Posted by: amba | November 03, 2008 at 08:02 PM
I am so so tired of the "people who support Obama are part of some kind of mass hypnosis since he's just an empty suit who talks well" drumbeat. I've never felt part of that nor do most of the people I know. OF COURSE Obama's time in office will have lots of moments of disappointment and will be nerve-wracking and give the people who think he is the anti-Christ (not you, amba, I know!) plenty of fodder. But yes, I am so very grateful NOT to have McCain and Palin in office (God-willing) and...dare I say the dreaded "h" word...hopeful that Obama will rise to the challenge and do a great job despite the hordes of Americans who will be hoping that he fails even to their own detriment (again, I know not you!). I realize such a comment adds nothing to the discussion and is just an expression of my weariness at being lobbed into some group of glassy-eyed Kool-Aid drinkers worshipping at Cult Obama. Is it wrong to vote for someone because of your strong belief that they represent the issues that are important to you so much more strongly than the other candidate?
I've been wondering today how all of this would have gone down if we were facing a race between Clinton and Giuliani. Remember, not so long ago, when that seemed like a fait accompli?
Posted by: Danny | November 03, 2008 at 08:43 PM
P.S. to Callimachus: Get some new friends! The picture you paint of your Democratic cohorts sounds hideous.
Posted by: Danny | November 03, 2008 at 08:46 PM
Clinton vs. Giuliani! A gimpse of an alternate universe. And much more of an old, tired one. No, this is now a race within Obama's and Palin's generation. The two of them are in many ways timeless politicians, yet there is something fresh about them too. There would have been a hackery about Hillary vs. Rudy, those leathery old warhorses. This is about a tipping point between zealotry and pragmatism. It's about people young enough to be fervent but old enough to start becoming practical.
Posted by: amba | November 03, 2008 at 09:12 PM
Danny, those cohorts described are his co-workers, the people providing you with your daily news.
Posted by: RW Rogers | November 03, 2008 at 09:18 PM
I second Danny. You, Amba, who are so good with words, are carelessly painting Obama supporters with a broad brush. I find it insulting and demeaning. If we're hypnotized then you all are a bunch of....oh, never mind.
Posted by: Ally | November 03, 2008 at 09:23 PM
And, Danny, I'm sorry.

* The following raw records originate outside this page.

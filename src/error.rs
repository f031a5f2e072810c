//! Engine error taxonomy.
//!
//! Five caller-distinguishable failure kinds flow out of the engine. A
//! grounding refusal is deliberately *not* one of them: "the corpus does not
//! contain the answer" is a normal [`Answer`](crate::models::Answer) with
//! `grounded = false`, while [`EngineError::ServiceUnavailable`] means a
//! dependency could not be reached at all.

/// Errors surfaced by engine operations.
#[derive(Debug)]
pub enum EngineError {
    /// Ingestion failed (extraction error, empty document, chunking failure).
    /// The document is marked `Failed` with this reason; re-upload to retry.
    Ingestion(String),
    /// An external dependency (embedding or chat service) exhausted its
    /// retries. The caller may retry the whole operation.
    ServiceUnavailable(String),
    /// The referenced document or session does not exist.
    NotFound(String),
    /// The request's tenant does not own the referenced resource.
    TenantMismatch(String),
    /// The persistence layer failed.
    Storage(String),
}

impl EngineError {
    /// Wrap a storage-layer failure.
    pub fn storage(err: impl std::fmt::Display) -> Self {
        EngineError::Storage(err.to_string())
    }
}

impl std::fmt::Display for EngineError {
    fn fmt(&self, f: &mut std::fmt::Formatter<'_>) -> std::fmt::Result {
        match self {
            EngineError::Ingestion(reason) => write!(f, "ingestion failed: {}", reason),
            EngineError::ServiceUnavailable(reason) => {
                write!(f, "service unavailable: {}", reason)
            }
            EngineError::NotFound(what) => write!(f, "not found: {}", what),
            EngineError::TenantMismatch(what) => {
                write!(f, "tenant does not own resource: {}", what)
            }
            EngineError::Storage(reason) => write!(f, "storage error: {}", reason),
        }
    }
}

impl std::error::Error for EngineError {}
//! PDF text extraction.
//!
//! Converts an uploaded PDF into `{raw_text, page_count}`. Extraction is an
//! external concern as far as the engine is concerned: a failure here marks
//! the document `Failed`, it is never an engine-internal error.

/// Extraction error. No panic; callers mark the document failed.
#[derive(Debug)]
pub enum ExtractError {
    Pdf(String),
    Empty,
}

impl std::fmt::Display for ExtractError {
    fn fmt(&self, f: &mut std::fmt::Formatter<'_>) -> std::fmt::Result {
        match self {
            ExtractError::Pdf(e) => write!(f, "PDF extraction failed: {}", e),
            ExtractError::Empty => write!(f, "PDF contained no extractable text"),
        }
    }
}

impl std::error::Error for ExtractError {}

/// Text and page count pulled out of a PDF.
#[derive(Debug, Clone)]
pub struct ExtractedPdf {
    pub raw_text: String,
    pub page_count: usize,
}

/// Extract plain text and a page count from PDF bytes.
///
/// The page count comes from the document catalog; if the catalog cannot be
/// parsed while text extraction still succeeds, pages are counted from the
/// form feeds the extractor emits between pages.
pub fn extract_pdf(bytes: &[u8]) -> Result<ExtractedPdf, ExtractError> {
    let raw_text =
        pdf_extract::extract_text_from_mem(bytes).map_err(|e| ExtractError::Pdf(e.to_string()))?;

    if raw_text.trim().is_empty() {
        return Err(ExtractError::Empty);
    }

    let page_count = match lopdf::Document::load_mem(bytes) {
        Ok(doc) => doc.get_pages().len(),
        Err(_) => raw_text.matches('\u{c}').count() + 1,
    };

    Ok(ExtractedPdf {
        raw_text,
        page_count,
    })
}

#[cfg(test)]
mod tests {
    use super::*;

    #[test]
    fn invalid_pdf_returns_error() {
        let err = extract_pdf(b"not a pdf").unwrap_err();
        assert!(matches!(err, ExtractError::Pdf(_)));
    }
}
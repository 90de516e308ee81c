use thiserror::Error;

use crate::jobs::MAX_BG_CAPACITY;

const DEFAULT_PROMPT: &str = "% ";

#[derive(Debug, Error, PartialEq, Eq)]
pub enum ConfigError {
    #[error("JSH_MAX_BG: expected a number between 1 and {max}, got '{value}'")]
    InvalidMaxBackground { value: String, max: usize },
}

/// Startup settings, read once from the environment.
#[derive(Debug, Clone, PartialEq, Eq)]
pub struct Config {
    /// Background member processes tracked at once.
    pub max_background: usize,
    pub prompt: String,
}

impl Default for Config {
    fn default() -> Self {
        Self {
            max_background: MAX_BG_CAPACITY,
            prompt: DEFAULT_PROMPT.to_string(),
        }
    }
}

impl Config {
    /// Read `JSH_MAX_BG` and `JSH_PROMPT`. Invalid values fall back to the
    /// defaults; the errors are returned for reporting.
    pub fn from_env() -> (Self, Vec<ConfigError>) {
        Self::from_lookup(|key| std::env::var(key).ok())
    }

    fn from_lookup(lookup: impl Fn(&str) -> Option<String>) -> (Self, Vec<ConfigError>) {
        let mut config = Config::default();
        let mut errors = Vec::new();

        if let Some(value) = lookup("JSH_MAX_BG") {
            match parse_max_background(&value) {
                Ok(max) => config.max_background = max,
                Err(err) => errors.push(err),
            }
        }
        if let Some(prompt) = lookup("JSH_PROMPT") {
            config.prompt = prompt;
        }

        (config, errors)
    }
}

fn parse_max_background(value: &str) -> Result<usize, ConfigError> {
    match value.trim().parse::<usize>() {
        Ok(n) if (1..=MAX_BG_CAPACITY).contains(&n) => Ok(n),
        _ => Err(ConfigError::InvalidMaxBackground {
            value: value.to_string(),
            max: MAX_BG_CAPACITY,
        }),
    }
}

#[cfg(test)]
mod tests {
    use super::*;
    use std::collections::HashMap;

    fn load(vars: &[(&str, &str)]) -> (Config, Vec<ConfigError>) {
        let vars: HashMap<String, String> = vars
            .iter()
            .map(|(k, v)| (k.to_string(), v.to_string()))
            .collect();
        Config::from_lookup(|key| vars.get(key).cloned())
    }

    #[test]
    fn defaults_without_environment() {
        let (config, errors) = load(&[]);
        assert_eq!(config, Config::default());
        assert_eq!(config.max_background, 16);
        assert_eq!(config.prompt, "% ");
        assert!(errors.is_empty());
    }

    #[test]
    fn reads_overrides() {
        let (config, errors) = load(&[("JSH_MAX_BG", " 4 "), ("JSH_PROMPT", "jsh> ")]);
        assert_eq!(config.max_background, 4);
        assert_eq!(config.prompt, "jsh> ");
        assert!(errors.is_empty());
    }

    #[test]
    fn out_of_range_limit_falls_back() {
        for bad in ["0", "17", "many", "-1"] {
            let (config, errors) = load(&[("JSH_MAX_BG", bad)]);
            assert_eq!(config.max_background, MAX_BG_CAPACITY);
            assert_eq!(errors.len(), 1, "value {bad}");
        }
    }
}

How could I forget? Much of the enthusiasm for Obama is nothing more or less than the liberal/progressive/blue part of the country rejoicing at its worldview coming back into power. It's ideological agreement, which is different from hypnosis (except insofar as one equates the inculcation of all culture with hypnosis).
Posted by: amba | November 03, 2008 at 09:27 PM
Wrote that before Ally went after my ass. But it's true: if you're a Democrat, Obama is a good candidate -- not least because he can actually get elected.
Posted by: amba | November 03, 2008 at 09:29 PM
As both of you have either tarred the GOP supporters with your own broad brushes or stood by and said nothing as others did in vile fashion, it is a bit disingenuous for either of you to complain now about Annie allegedly doing so.
Posted by: RW Rogers | November 03, 2008 at 09:30 PM
And most of the hostility to Obama is just ideology, too. If you're liberal, you hope he'll be a good president; if you're conservative, you fear he'll be a terrible one. It's mostly those of us in the middle who are seasick.
Posted by: amba | November 03, 2008 at 09:32 PM
Right, Randy, there is quite a bit of a double standard at work. But it's the same phenomenon. Part of having a worldview is incredulity that anyone can sincerely hold an opposing one without being a nut, a moron, or a zombie.
Posted by: amba | November 03, 2008 at 09:38 PM
Of course you are going to play up someone's good qualities and play down his or her iffy qualities if he or she largely agrees with you.
Posted by: amba | November 03, 2008 at 09:41 PM
Yes, that reminds me of this post about getting out more.
Posted by: RW Rogers | November 03, 2008 at 09:44 PM
It's poignant that Obama's grandmother died today, huh?